Tocaría a un gobierno timorato y por demás cercado en sus capacidades y preparación (DLM), intentar reasumir el movimiento hacia una Transición Democrática que la sociedad había iniciado desde hacia dos o tres décadas. El desenlace fue la ruptura interna del PRI (FDN) antes de aceptar la disidencia y la participación de los ``olvidados''. El camino de ascenso al puesto público, abonado desde Echeverría con la proliferación de fideicomisos, fue una escalera para el rápido y consistente recambio de perfiles, ahora burocráticos, en el mando cupular. López Portillo prosiguió el empuje que condujo a los administradores públicos hacia la cumbre. De la Madrid sólo abrió más la puerta para que cupieran junto a Salinas, los egresados de Hacienda, Banco de México y otras escuelas de economía tan privadas como excluyentes.

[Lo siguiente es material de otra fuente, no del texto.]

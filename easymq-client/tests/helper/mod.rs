use easymq_codec::codec::FrameCodec;
use easymq_codec::frame::{self, Frame, MethodFrameArgs};
use futures::{SinkExt, StreamExt};
use std::collections::{HashMap, VecDeque};
use tokio::io::DuplexStream;
use tokio::task::JoinHandle;
use tokio_util::codec::Framed;

pub struct BrokerConfig {
    pub username: String,
    pub password: String,
    pub frame_max: u32,
}

impl Default for BrokerConfig {
    fn default() -> Self {
        Self {
            username: "guest".to_string(),
            password: "guest".to_string(),
            frame_max: 131_072,
        }
    }
}

struct Queue {
    durable: bool,
    pending: VecDeque<Vec<u8>>,
    consumer_tag: Option<String>,
}

pub fn start() -> (DuplexStream, JoinHandle<()>) {
    start_with(BrokerConfig::default())
}

/// Spawns an in-memory server speaking the wire protocol over a duplex
/// stream, enough of one to drive the client through its whole lifecycle
/// without a network. The join handle completes when the server releases
/// the stream.
pub fn start_with(config: BrokerConfig) -> (DuplexStream, JoinHandle<()>) {
    let (client_io, server_io) = tokio::io::duplex(65_536);

    let handle = tokio::spawn(async move {
        serve(server_io, config).await;
    });

    (client_io, handle)
}

async fn serve(io: DuplexStream, config: BrokerConfig) {
    let mut framed = Framed::new(io, FrameCodec {});
    let mut queues: HashMap<String, Queue> = HashMap::new();
    let mut delivery_tag = 1u64;

    while let Some(Ok(frame)) = framed.next().await {
        match frame {
            Frame::Header => {
                send(&mut framed, frame::ConnectionStartArgs::default().frame()).await;
            }
            Frame::Method(ch, _, args) => match args {
                MethodFrameArgs::ConnectionStartOk(args) => {
                    if args.username == config.username && args.password == config.password {
                        send(
                            &mut framed,
                            frame::ConnectionTuneArgs {
                                frame_max: config.frame_max,
                            }
                            .frame(),
                        )
                        .await;
                    } else {
                        send(
                            &mut framed,
                            frame::connection_close(frame::ACCESS_REFUSED, "Access refused"),
                        )
                        .await;
                    }
                }
                MethodFrameArgs::ConnectionClose(_) => {
                    send(&mut framed, frame::connection_close_ok()).await;

                    break;
                }
                MethodFrameArgs::ConnectionCloseOk => break,
                MethodFrameArgs::ChannelOpen => {
                    send(&mut framed, frame::channel_open_ok(ch)).await;
                }
                MethodFrameArgs::ChannelClose(_) => {
                    send(&mut framed, frame::channel_close_ok(ch)).await;
                }
                MethodFrameArgs::QueueDeclare(args) => {
                    if args.queue_name.starts_with("reserved") {
                        send(
                            &mut framed,
                            frame::channel_close(ch, frame::PRECONDITION_FAILED, "Queue name is reserved"),
                        )
                        .await;

                        continue;
                    }

                    let durable = args.flags.contains(frame::QueueDeclareFlags::DURABLE);

                    match queues.get(&args.queue_name) {
                        Some(queue) if queue.durable != durable => {
                            send(
                                &mut framed,
                                frame::channel_close(ch, frame::PRECONDITION_FAILED, "Durability conflict"),
                            )
                            .await;

                            continue;
                        }
                        Some(_) => (),
                        None => {
                            queues.insert(
                                args.queue_name.clone(),
                                Queue {
                                    durable,
                                    pending: VecDeque::new(),
                                    consumer_tag: None,
                                },
                            );
                        }
                    }

                    send(
                        &mut framed,
                        frame::QueueDeclareOkArgs {
                            queue_name: args.queue_name,
                        }
                        .frame(ch),
                    )
                    .await;
                }
                MethodFrameArgs::BasicConsume(args) => {
                    send(&mut framed, frame::BasicConsumeOkArgs::new(&args.consumer_tag).frame(ch)).await;

                    let backlog = match queues.get_mut(&args.queue_name) {
                        Some(queue) => {
                            queue.consumer_tag = Some(args.consumer_tag.clone());

                            queue.pending.drain(..).collect()
                        }
                        None => vec![],
                    };

                    for body in backlog {
                        deliver(&mut framed, ch, &args.consumer_tag, &args.queue_name, body, &mut delivery_tag).await;
                    }
                }
                MethodFrameArgs::BasicCancel(args) => {
                    for queue in queues.values_mut() {
                        if queue.consumer_tag.as_deref() == Some(&args.consumer_tag) {
                            queue.consumer_tag = None;
                        }
                    }

                    send(&mut framed, frame::BasicCancelOkArgs::new(&args.consumer_tag).frame(ch)).await;
                }
                MethodFrameArgs::BasicPublish(args) => {
                    send(&mut framed, frame::basic_publish_ok(ch)).await;

                    let consumer = match queues.get_mut(&args.routing_key) {
                        Some(queue) => match &queue.consumer_tag {
                            Some(tag) => Some(tag.clone()),
                            None => {
                                queue.pending.push_back(args.body);

                                continue;
                            }
                        },
                        None => None,
                    };

                    if let Some(tag) = consumer {
                        deliver(&mut framed, ch, &tag, &args.routing_key, args.body, &mut delivery_tag).await;
                    }
                }
                _ => (),
            },
        }
    }
}

async fn deliver(
    framed: &mut Framed<DuplexStream, FrameCodec>,
    channel: frame::Channel,
    consumer_tag: &str,
    queue_name: &str,
    body: Vec<u8>,
    delivery_tag: &mut u64,
) {
    let args = frame::BasicDeliverArgs {
        consumer_tag: consumer_tag.to_string(),
        delivery_tag: *delivery_tag,
        routing_key: queue_name.to_string(),
        body,
    };

    *delivery_tag += 1;

    send(framed, args.frame(channel)).await;
}

async fn send(framed: &mut Framed<DuplexStream, FrameCodec>, frame: Frame) {
    framed.send(frame).await.unwrap();
}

En todo este largo peregrinar hay varias constantes que enlazan y hacen factible el arribo de grupos cada vez más reducidos, desapegados de las preocupaciones del pueblo y que dilatan y abandonan las transformaciones buscadas con su, por demás repetida como desviada, manera de diagnosticar el entorno. Sus lecturas reciben entonces estrambóticas determinaciones de rumbo, contenido y método en donde la fábrica nacional y la Transición Democrática han tropezado y vuelto a caer.

Para empezar, un partido por completo sometido a los veredictos tecnocráticos que le son ajenos, muchas veces hasta risibles y que lo meten en apuros ante el electorado. Por ello y en desquites crecientemente costosos (Madrazo en Tabasco y en 94 el autocalificado como ``inequitativo'' proceso que condujo a ``soltar'' crédito y consumo), el aparato intermediador (PRI) hace ``su agosto'' en periodos electivos y recoge, de pasada, unas cuantas curules, gubernaturas y presidencias municipales que vuelve a poner, con disciplina y ahínco inentendible, a las órdenes de sus inexpertos directores. No podía faltar una pieza clave del rompecabezas mediatizador: una clase empresarial cargada hacia el contratismo, ajena a la aventura constructora y obsequiosa en extremo con la línea en turno. A pesar de los quiebres habidos de cuando en vez, van renovando complicidades en su irrestricto apego, plagado de privilegios, a un PRI tambaleante y anquilosado al que se amoldan con cinismo notable y justifican en su modus operandi. Por último, pero de forma determinante, se localiza a un disciplinado ejército que no sólo mantiene inquebrantable su respaldo al estilo y dictados del presidente en turno, sino que ayuda a guardar, con más partidarismo que justo celo, las urnas trampeadas (88) y atemoriza a un congreso justificador del fraude. Llagamos a los días de marzo del 96 cargando una crisis manejada, de nueva cuenta, con cargo a la pobreza y el inveterado esfuerzo de una sociedad mexicana que resiste verdaderos vendavales de ineficiencia por parte de sus élites. A diferencia del pasado, donde había tela de donde cortar mientras se podía reparar la pieza dañada, ahora todo queda en entredicho, destartalado y sujeto a un golpeteo inmisericorde al que se responde implorando por tiempo. Unos dos o tres años y salimos solitos.